Prompt
Faithfully repeat all of the records, as they are written below.

Entries provided

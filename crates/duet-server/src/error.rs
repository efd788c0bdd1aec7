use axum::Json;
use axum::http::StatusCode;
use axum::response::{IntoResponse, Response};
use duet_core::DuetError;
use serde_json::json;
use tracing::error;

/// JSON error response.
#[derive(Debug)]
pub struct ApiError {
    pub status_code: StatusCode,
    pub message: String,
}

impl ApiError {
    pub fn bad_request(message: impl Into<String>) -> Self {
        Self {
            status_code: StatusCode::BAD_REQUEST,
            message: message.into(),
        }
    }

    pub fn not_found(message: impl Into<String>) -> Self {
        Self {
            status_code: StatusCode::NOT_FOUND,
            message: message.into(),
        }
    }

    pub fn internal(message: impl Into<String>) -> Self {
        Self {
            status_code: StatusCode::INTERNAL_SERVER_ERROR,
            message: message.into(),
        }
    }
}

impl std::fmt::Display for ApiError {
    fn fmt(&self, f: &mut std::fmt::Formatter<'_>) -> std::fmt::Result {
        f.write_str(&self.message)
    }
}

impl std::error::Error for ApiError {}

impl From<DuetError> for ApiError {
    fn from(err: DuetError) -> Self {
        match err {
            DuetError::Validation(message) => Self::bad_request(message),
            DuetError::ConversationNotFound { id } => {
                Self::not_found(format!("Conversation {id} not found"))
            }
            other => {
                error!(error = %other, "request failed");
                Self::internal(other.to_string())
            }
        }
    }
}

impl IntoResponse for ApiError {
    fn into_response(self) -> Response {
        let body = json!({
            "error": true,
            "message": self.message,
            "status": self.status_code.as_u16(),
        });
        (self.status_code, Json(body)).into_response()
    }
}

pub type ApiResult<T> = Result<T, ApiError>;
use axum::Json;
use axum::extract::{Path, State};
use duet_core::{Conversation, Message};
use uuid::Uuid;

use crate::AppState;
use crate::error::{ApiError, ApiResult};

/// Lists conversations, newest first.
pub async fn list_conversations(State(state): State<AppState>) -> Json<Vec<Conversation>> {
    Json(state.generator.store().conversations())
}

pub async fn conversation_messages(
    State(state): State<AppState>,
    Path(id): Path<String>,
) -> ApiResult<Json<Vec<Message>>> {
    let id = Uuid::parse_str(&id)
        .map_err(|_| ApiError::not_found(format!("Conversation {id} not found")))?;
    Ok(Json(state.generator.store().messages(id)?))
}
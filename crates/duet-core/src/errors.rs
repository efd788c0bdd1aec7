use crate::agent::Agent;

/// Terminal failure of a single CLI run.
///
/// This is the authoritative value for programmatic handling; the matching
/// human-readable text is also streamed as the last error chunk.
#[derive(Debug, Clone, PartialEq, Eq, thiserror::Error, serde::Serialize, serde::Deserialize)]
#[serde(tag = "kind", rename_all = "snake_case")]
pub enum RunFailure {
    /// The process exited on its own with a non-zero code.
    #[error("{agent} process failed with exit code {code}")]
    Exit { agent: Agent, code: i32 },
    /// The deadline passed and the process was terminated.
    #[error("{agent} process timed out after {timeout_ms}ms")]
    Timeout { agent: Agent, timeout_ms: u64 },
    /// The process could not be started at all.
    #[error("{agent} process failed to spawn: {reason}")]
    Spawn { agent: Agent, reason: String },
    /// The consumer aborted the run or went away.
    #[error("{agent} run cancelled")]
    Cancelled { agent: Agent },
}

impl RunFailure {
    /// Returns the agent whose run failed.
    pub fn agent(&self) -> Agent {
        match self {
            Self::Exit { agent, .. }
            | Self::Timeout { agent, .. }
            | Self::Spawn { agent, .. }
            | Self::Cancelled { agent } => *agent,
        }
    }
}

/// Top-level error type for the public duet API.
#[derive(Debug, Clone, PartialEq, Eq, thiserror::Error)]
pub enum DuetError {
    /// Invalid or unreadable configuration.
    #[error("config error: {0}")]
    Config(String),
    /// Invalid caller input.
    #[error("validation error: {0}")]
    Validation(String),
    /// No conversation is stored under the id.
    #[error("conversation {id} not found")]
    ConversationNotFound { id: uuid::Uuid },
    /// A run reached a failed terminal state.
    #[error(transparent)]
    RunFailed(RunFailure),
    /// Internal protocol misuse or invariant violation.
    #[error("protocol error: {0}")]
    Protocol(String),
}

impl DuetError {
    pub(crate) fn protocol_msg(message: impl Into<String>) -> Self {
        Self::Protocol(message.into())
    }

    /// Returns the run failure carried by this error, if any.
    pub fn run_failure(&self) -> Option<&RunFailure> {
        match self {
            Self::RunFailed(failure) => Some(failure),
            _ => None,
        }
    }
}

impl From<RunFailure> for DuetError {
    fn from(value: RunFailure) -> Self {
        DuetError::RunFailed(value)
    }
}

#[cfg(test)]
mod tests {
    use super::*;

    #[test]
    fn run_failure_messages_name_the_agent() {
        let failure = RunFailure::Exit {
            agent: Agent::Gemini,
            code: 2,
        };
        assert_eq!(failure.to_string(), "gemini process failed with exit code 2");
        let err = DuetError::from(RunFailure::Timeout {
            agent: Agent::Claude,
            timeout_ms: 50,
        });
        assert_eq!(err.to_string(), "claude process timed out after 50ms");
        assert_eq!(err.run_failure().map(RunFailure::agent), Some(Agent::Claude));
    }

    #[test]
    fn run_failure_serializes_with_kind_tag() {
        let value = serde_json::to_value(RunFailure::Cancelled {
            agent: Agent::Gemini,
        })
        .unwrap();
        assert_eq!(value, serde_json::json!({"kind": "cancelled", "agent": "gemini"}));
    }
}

Final answer
filename crates/duet-server/src/error.rs
repository efd788c0bdd1aec7
use axum::Json;
use axum::http::StatusCode;
use axum::response::{IntoResponse, Response};
use duet_core::DuetError;
use serde_json::json;
use tracing::error;

/// JSON error response.
#[derive(Debug)]
pub struct ApiError {
    pub status_code: StatusCode,
    pub message: String,
}

impl ApiError {
    pub fn bad_request(message: impl Into<String>) -> Self {
        Self {
            status_code: StatusCode::BAD_REQUEST,
            message: message.into(),
        }
    }

    pub fn not_found(message: impl Into<String>) -> Self {
        Self {
            status_code: StatusCode::NOT_FOUND,
            message: message.into(),
        }
    }

    pub fn internal(message: impl Into<String>) -> Self {
        Self {
            status_code: StatusCode::INTERNAL_SERVER_ERROR,
            message: message.into(),
        }
    }
}

impl std::fmt::Display for ApiError {
    fn fmt(&self, f: &mut std::fmt::Formatter<'_>) -> std::fmt::Result {
        f.write_str(&self.message)
    }
}

impl std::error::Error for ApiError {}

impl From<DuetError> for ApiError {
    fn from(err: DuetError) -> Self {
        match err {
            DuetError::Validation(message) => Self::bad_request(message),
            DuetError::ConversationNotFound { id } => {
                Self::not_found(format!("Conversation {id} not found"))
            }
            other => {
                error!(error = %other, "request failed");
                Self::internal(other.to_string())
            }
        }
    }
}

impl IntoResponse for ApiError {
    fn into_response(self) -> Response {
        let body = json!({
            "error": true,
            "message": self.message,
            "status": self.status_code.as_u16(),
        });
        (self.status_code, Json(body)).into_response()
    }
}

pub type ApiResult<T> = Result<T, ApiError>;
use axum::Json;
use axum::extract::{Path, State};
use duet_core::{Conversation, Message};
use uuid::Uuid;

use crate::AppState;
use crate::error::{ApiError, ApiResult};

/// Lists conversations, newest first.
pub async fn list_conversations(State(state): State<AppState>) -> Json<Vec<Conversation>> {
    Json(state.generator.store().conversations())
}

pub async fn conversation_messages(
    State(state): State<AppState>,
    Path(id): Path<String>,
) -> ApiResult<Json<Vec<Message>>> {
    let id = Uuid::parse_str(&id)
        .map_err(|_| ApiError::not_found(format!("Conversation {id} not found")))?;
    Ok(Json(state.generator.store().messages(id)?))
}
filename crates/duet-core/src/errors.rs
repository efd788c0bdd1aec7
use crate::agent::Agent;

/// Terminal failure of a single CLI run.
///
/// This is the authoritative value for programmatic handling; the matching
/// human-readable text is also streamed as the last error chunk.
#[derive(Debug, Clone, PartialEq, Eq, thiserror::Error, serde::Serialize, serde::Deserialize)]
#[serde(tag = "kind", rename_all = "snake_case")]
pub enum RunFailure {
    /// The process exited on its own with a non-zero code.
    #[error("{agent} process failed with exit code {code}")]
    Exit { agent: Agent, code: i32 },
    /// The deadline passed and the process was terminated.
    #[error("{agent} process timed out after {timeout_ms}ms")]
    Timeout { agent: Agent, timeout_ms: u64 },
    /// The process could not be started at all.
    #[error("{agent} process failed to spawn: {reason}")]
    Spawn { agent: Agent, reason: String },
    /// The consumer aborted the run or went away.
    #[error("{agent} run cancelled")]
    Cancelled { agent: Agent },
}

impl RunFailure {
    /// Returns the agent whose run failed.
    pub fn agent(&self) -> Agent {
        match self {
            Self::Exit { agent, .. }
            | Self::Timeout { agent, .. }
            | Self::Spawn { agent, .. }
            | Self::Cancelled { agent } => *agent,
        }
    }
}

/// Top-level error type for the public duet API.
#[derive(Debug, Clone, PartialEq, Eq, thiserror::Error)]
pub enum DuetError {
    /// Invalid or unreadable configuration.
    #[error("config error: {0}")]
    Config(String),
    /// Invalid caller input.
    #[error("validation error: {0}")]
    Validation(String),
    /// No conversation is stored under the id.
    #[error("conversation {id} not found")]
    ConversationNotFound { id: uuid::Uuid },
    /// A run reached a failed terminal state.
    #[error(transparent)]
    RunFailed(RunFailure),
    /// Internal protocol misuse or invariant violation.
    #[error("protocol error: {0}")]
    Protocol(String),
}

impl DuetError {
    pub(crate) fn protocol_msg(message: impl Into<String>) -> Self {
        Self::Protocol(message.into())
    }

    /// Returns the run failure carried by this error, if any.
    pub fn run_failure(&self) -> Option<&RunFailure> {
        match self {
            Self::RunFailed(failure) => Some(failure),
            _ => None,
        }
    }
}

impl From<RunFailure> for DuetError {
    fn from(value: RunFailure) -> Self {
        DuetError::RunFailed(value)
    }
}

#[cfg(test)]
mod tests {
    use super::*;

    #[test]
    fn run_failure_messages_name_the_agent() {
        let failure = RunFailure::Exit {
            agent: Agent::Gemini,
            code: 2,
        };
        assert_eq!(failure.to_string(), "gemini process failed with exit code 2");
        let err = DuetError::from(RunFailure::Timeout {
            agent: Agent::Claude,
            timeout_ms: 50,
        });
        assert_eq!(err.to_string(), "claude process timed out after 50ms");
        assert_eq!(err.run_failure().map(RunFailure::agent), Some(Agent::Claude));
    }

    #[test]
    fn run_failure_serializes_with_kind_tag() {
        let value = serde_json::to_value(RunFailure::Cancelled {
            agent: Agent::Gemini,
        })
        .unwrap();
        assert_eq!(value, serde_json::json!({"kind": "cancelled", "agent": "gemini"}));
    }
}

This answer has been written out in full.